EXERCISE AIM
Would you write out all of the entries below, exactly as they stand?

DATA UNDER STUDY
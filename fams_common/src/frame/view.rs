//! Borrowed, read-only frame decoder.

use super::layout::{ElementKind, Layout};
use super::text::read_slot;
use super::{Category, FrameError};
use crate::consts::{FRAME_FORMAT_VERSION, FRAME_PREAMBLE_LEN, MAX_SECTIONS, SECTION_ENTRY_LEN};
use std::slice::ChunksExact;

/// Read the category tag without parsing the rest of the header.
///
/// This is all the dispatcher needs to route a frame.
pub fn peek_category(bytes: &[u8]) -> Result<Category, FrameError> {
    let tag = *bytes.first().ok_or(FrameError::Truncated {
        len: 0,
        needed: FRAME_PREAMBLE_LEN,
    })?;
    Category::from_u8(tag).ok_or(FrameError::UnknownCategory { tag })
}

#[inline]
fn read_u32(bytes: &[u8], at: usize) -> usize {
    let mut raw = [0u8; 4];
    raw.copy_from_slice(&bytes[at..at + 4]);
    u32::from_le_bytes(raw) as usize
}

fn le_f64(chunk: &[u8]) -> f64 {
    let mut raw = [0u8; 8];
    raw.copy_from_slice(chunk);
    f64::from_le_bytes(raw)
}

fn le_i32(chunk: &[u8]) -> i32 {
    let mut raw = [0u8; 4];
    raw.copy_from_slice(chunk);
    i32::from_le_bytes(raw)
}

/// Iterator over the elements of one section.
#[derive(Debug, Clone)]
pub struct Elements<'a, T> {
    chunks: ChunksExact<'a, u8>,
    decode: fn(&'a [u8]) -> T,
}

impl<'a, T> Elements<'a, T> {
    fn new(bytes: &'a [u8], width: usize, decode: fn(&'a [u8]) -> T) -> Self {
        Self {
            chunks: bytes.chunks_exact(width),
            decode,
        }
    }
}

impl<T> Iterator for Elements<'_, T> {
    type Item = T;

    fn next(&mut self) -> Option<T> {
        self.chunks.next().map(self.decode)
    }

    fn size_hint(&self) -> (usize, Option<usize>) {
        self.chunks.size_hint()
    }
}

impl<T> ExactSizeIterator for Elements<'_, T> {}

#[derive(Debug, Clone, Copy, PartialEq, Eq)]
struct SectionEntry {
    offset: usize,
    count: usize,
}

/// Read-only view over an encoded frame.
///
/// Accessors borrow from the underlying buffer. A section whose recorded
/// offset is below the header length is absent and yields no elements; so
/// does a section whose byte range runs past the end of the buffer.
#[derive(Debug, Clone)]
pub struct FrameView<'a> {
    bytes: &'a [u8],
    layout: &'static Layout,
    entries: heapless::Vec<SectionEntry, MAX_SECTIONS>,
}

impl<'a> FrameView<'a> {
    /// Parse the fixed header of `bytes`.
    ///
    /// # Errors
    ///
    /// - [`FrameError::Truncated`] if the buffer is shorter than the header
    /// - [`FrameError::UnknownCategory`] for an unknown tag
    /// - [`FrameError::UnsupportedVersion`] for another format version
    pub fn parse(bytes: &'a [u8]) -> Result<Self, FrameError> {
        let category = peek_category(bytes)?;
        if bytes.len() < FRAME_PREAMBLE_LEN {
            return Err(FrameError::Truncated {
                len: bytes.len(),
                needed: FRAME_PREAMBLE_LEN,
            });
        }
        if bytes[1] != FRAME_FORMAT_VERSION {
            return Err(FrameError::UnsupportedVersion { version: bytes[1] });
        }

        let layout = category.layout();
        let header_len = layout.header_len();
        if bytes.len() < header_len {
            return Err(FrameError::Truncated {
                len: bytes.len(),
                needed: header_len,
            });
        }

        let mut entries = heapless::Vec::new();
        for index in 0..layout.sections.len() {
            let base = FRAME_PREAMBLE_LEN + index * SECTION_ENTRY_LEN;
            let entry = SectionEntry {
                offset: read_u32(bytes, base),
                count: read_u32(bytes, base + 4),
            };
            entries
                .push(entry)
                .map_err(|_| FrameError::LayoutMismatch {
                    category,
                    reason: format!("more than {MAX_SECTIONS} sections"),
                })?;
        }

        Ok(Self {
            bytes,
            layout,
            entries,
        })
    }

    /// Category carried in the tag.
    #[inline]
    pub fn category(&self) -> Category {
        self.layout.category
    }

    /// Layout used to read this frame.
    #[inline]
    pub fn layout(&self) -> &'static Layout {
        self.layout
    }

    /// Raw frame bytes.
    #[inline]
    pub fn as_bytes(&self) -> &'a [u8] {
        self.bytes
    }

    fn section(&self, index: usize) -> Option<(&'a [u8], ElementKind)> {
        let spec = self.layout.sections.get(index)?;
        let entry = self.entries.get(index)?;
        if entry.offset < self.layout.header_len() {
            return None;
        }
        let len = entry.count.checked_mul(spec.kind.width())?;
        let end = entry.offset.checked_add(len)?;
        let bytes = self.bytes.get(entry.offset..end)?;
        Some((bytes, spec.kind))
    }

    /// Number of elements the section's accessor yields.
    pub fn count(&self, index: usize) -> usize {
        self.section(index)
            .map(|(bytes, kind)| bytes.len() / kind.width())
            .unwrap_or(0)
    }

    /// `f64` elements of section `index`. Empty if absent or not an `f64` section.
    pub fn f64s(&self, index: usize) -> Elements<'a, f64> {
        match self.section(index) {
            Some((bytes, ElementKind::F64)) => Elements::new(bytes, 8, le_f64),
            _ => Elements::new(&[], 8, le_f64),
        }
    }

    /// `i32` elements of section `index`. Empty if absent or not an `i32` section.
    pub fn i32s(&self, index: usize) -> Elements<'a, i32> {
        match self.section(index) {
            Some((bytes, ElementKind::I32)) => Elements::new(bytes, 4, le_i32),
            _ => Elements::new(&[], 4, le_i32),
        }
    }

    /// Text elements of section `index`. Empty if absent or not a text section.
    pub fn texts(&self, index: usize) -> Elements<'a, &'a str> {
        match self.section(index) {
            Some((bytes, ElementKind::Text(width))) => Elements::new(bytes, width, read_slot),
            _ => Elements::new(&[], 1, read_slot),
        }
    }
}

RESPONSE BOX
filename fams_common/src/frame/view.rs
//! Borrowed, read-only frame decoder.

use super::layout::{ElementKind, Layout};
use super::text::read_slot;
use super::{Category, FrameError};
use crate::consts::{FRAME_FORMAT_VERSION, FRAME_PREAMBLE_LEN, MAX_SECTIONS, SECTION_ENTRY_LEN};
use std::slice::ChunksExact;

/// Read the category tag without parsing the rest of the header.
///
/// This is all the dispatcher needs to route a frame.
pub fn peek_category(bytes: &[u8]) -> Result<Category, FrameError> {
    let tag = *bytes.first().ok_or(FrameError::Truncated {
        len: 0,
        needed: FRAME_PREAMBLE_LEN,
    })?;
    Category::from_u8(tag).ok_or(FrameError::UnknownCategory { tag })
}

#[inline]
fn read_u32(bytes: &[u8], at: usize) -> usize {
    let mut raw = [0u8; 4];
    raw.copy_from_slice(&bytes[at..at + 4]);
    u32::from_le_bytes(raw) as usize
}

fn le_f64(chunk: &[u8]) -> f64 {
    let mut raw = [0u8; 8];
    raw.copy_from_slice(chunk);
    f64::from_le_bytes(raw)
}

fn le_i32(chunk: &[u8]) -> i32 {
    let mut raw = [0u8; 4];
    raw.copy_from_slice(chunk);
    i32::from_le_bytes(raw)
}

/// Iterator over the elements of one section.
#[derive(Debug, Clone)]
pub struct Elements<'a, T> {
    chunks: ChunksExact<'a, u8>,
    decode: fn(&'a [u8]) -> T,
}

impl<'a, T> Elements<'a, T> {
    fn new(bytes: &'a [u8], width: usize, decode: fn(&'a [u8]) -> T) -> Self {
        Self {
            chunks: bytes.chunks_exact(width),
            decode,
        }
    }
}

impl<T> Iterator for Elements<'_, T> {
    type Item = T;

    fn next(&mut self) -> Option<T> {
        self.chunks.next().map(self.decode)
    }

    fn size_hint(&self) -> (usize, Option<usize>) {
        self.chunks.size_hint()
    }
}

impl<T> ExactSizeIterator for Elements<'_, T> {}

#[derive(Debug, Clone, Copy, PartialEq, Eq)]
struct SectionEntry {
    offset: usize,
    count: usize,
}

/// Read-only view over an encoded frame.
///
/// Accessors borrow from the underlying buffer. A section whose recorded
/// offset is below the header length is absent and yields no elements; so
/// does a section whose byte range runs past the end of the buffer.
#[derive(Debug, Clone)]
pub struct FrameView<'a> {
    bytes: &'a [u8],
    layout: &'static Layout,
    entries: heapless::Vec<SectionEntry, MAX_SECTIONS>,
}

impl<'a> FrameView<'a> {
    /// Parse the fixed header of `bytes`.
    ///
    /// # Errors
    ///
    /// - [`FrameError::Truncated`] if the buffer is shorter than the header
    /// - [`FrameError::UnknownCategory`] for an unknown tag
    /// - [`FrameError::UnsupportedVersion`] for another format version
    pub fn parse(bytes: &'a [u8]) -> Result<Self, FrameError> {
        let category = peek_category(bytes)?;
        if bytes.len() < FRAME_PREAMBLE_LEN {
            return Err(FrameError::Truncated {
                len: bytes.len(),
                needed: FRAME_PREAMBLE_LEN,
            });
        }
        if bytes[1] != FRAME_FORMAT_VERSION {
            return Err(FrameError::UnsupportedVersion { version: bytes[1] });
        }

        let layout = category.layout();
        let header_len = layout.header_len();
        if bytes.len() < header_len {
            return Err(FrameError::Truncated {
                len: bytes.len(),
                needed: header_len,
            });
        }

        let mut entries = heapless::Vec::new();
        for index in 0..layout.sections.len() {
            let base = FRAME_PREAMBLE_LEN + index * SECTION_ENTRY_LEN;
            let entry = SectionEntry {
                offset: read_u32(bytes, base),
                count: read_u32(bytes, base + 4),
            };
            entries
                .push(entry)
                .map_err(|_| FrameError::LayoutMismatch {
                    category,
                    reason: format!("more than {MAX_SECTIONS} sections"),
                })?;
        }

        Ok(Self {
            bytes,
            layout,
            entries,
        })
    }

    /// Category carried in the tag.
    #[inline]
    pub fn category(&self) -> Category {
        self.layout.category
    }

    /// Layout used to read this frame.
    #[inline]
    pub fn layout(&self) -> &'static Layout {
        self.layout
    }

    /// Raw frame bytes.
    #[inline]
    pub fn as_bytes(&self) -> &'a [u8] {
        self.bytes
    }

    fn section(&self, index: usize) -> Option<(&'a [u8], ElementKind)> {
        let spec = self.layout.sections.get(index)?;
        let entry = self.entries.get(index)?;
        if entry.offset < self.layout.header_len() {
            return None;
        }
        let len = entry.count.checked_mul(spec.kind.width())?;
        let end = entry.offset.checked_add(len)?;
        let bytes = self.bytes.get(entry.offset..end)?;
        Some((bytes, spec.kind))
    }

    /// Number of elements the section's accessor yields.
    pub fn count(&self, index: usize) -> usize {
        self.section(index)
            .map(|(bytes, kind)| bytes.len() / kind.width())
            .unwrap_or(0)
    }

    /// `f64` elements of section `index`. Empty if absent or not an `f64` section.
    pub fn f64s(&self, index: usize) -> Elements<'a, f64> {
        match self.section(index) {
            Some((bytes, ElementKind::F64)) => Elements::new(bytes, 8, le_f64),
            _ => Elements::new(&[], 8, le_f64),
        }
    }

    /// `i32` elements of section `index`. Empty if absent or not an `i32` section.
    pub fn i32s(&self, index: usize) -> Elements<'a, i32> {
        match self.section(index) {
            Some((bytes, ElementKind::I32)) => Elements::new(bytes, 4, le_i32),
            _ => Elements::new(&[], 4, le_i32),
        }
    }

    /// Text elements of section `index`. Empty if absent or not a text section.
    pub fn texts(&self, index: usize) -> Elements<'a, &'a str> {
        match self.section(index) {
            Some((bytes, ElementKind::Text(width))) => Elements::new(bytes, width, read_slot),
            _ => Elements::new(&[], 1, read_slot),
        }
    }
}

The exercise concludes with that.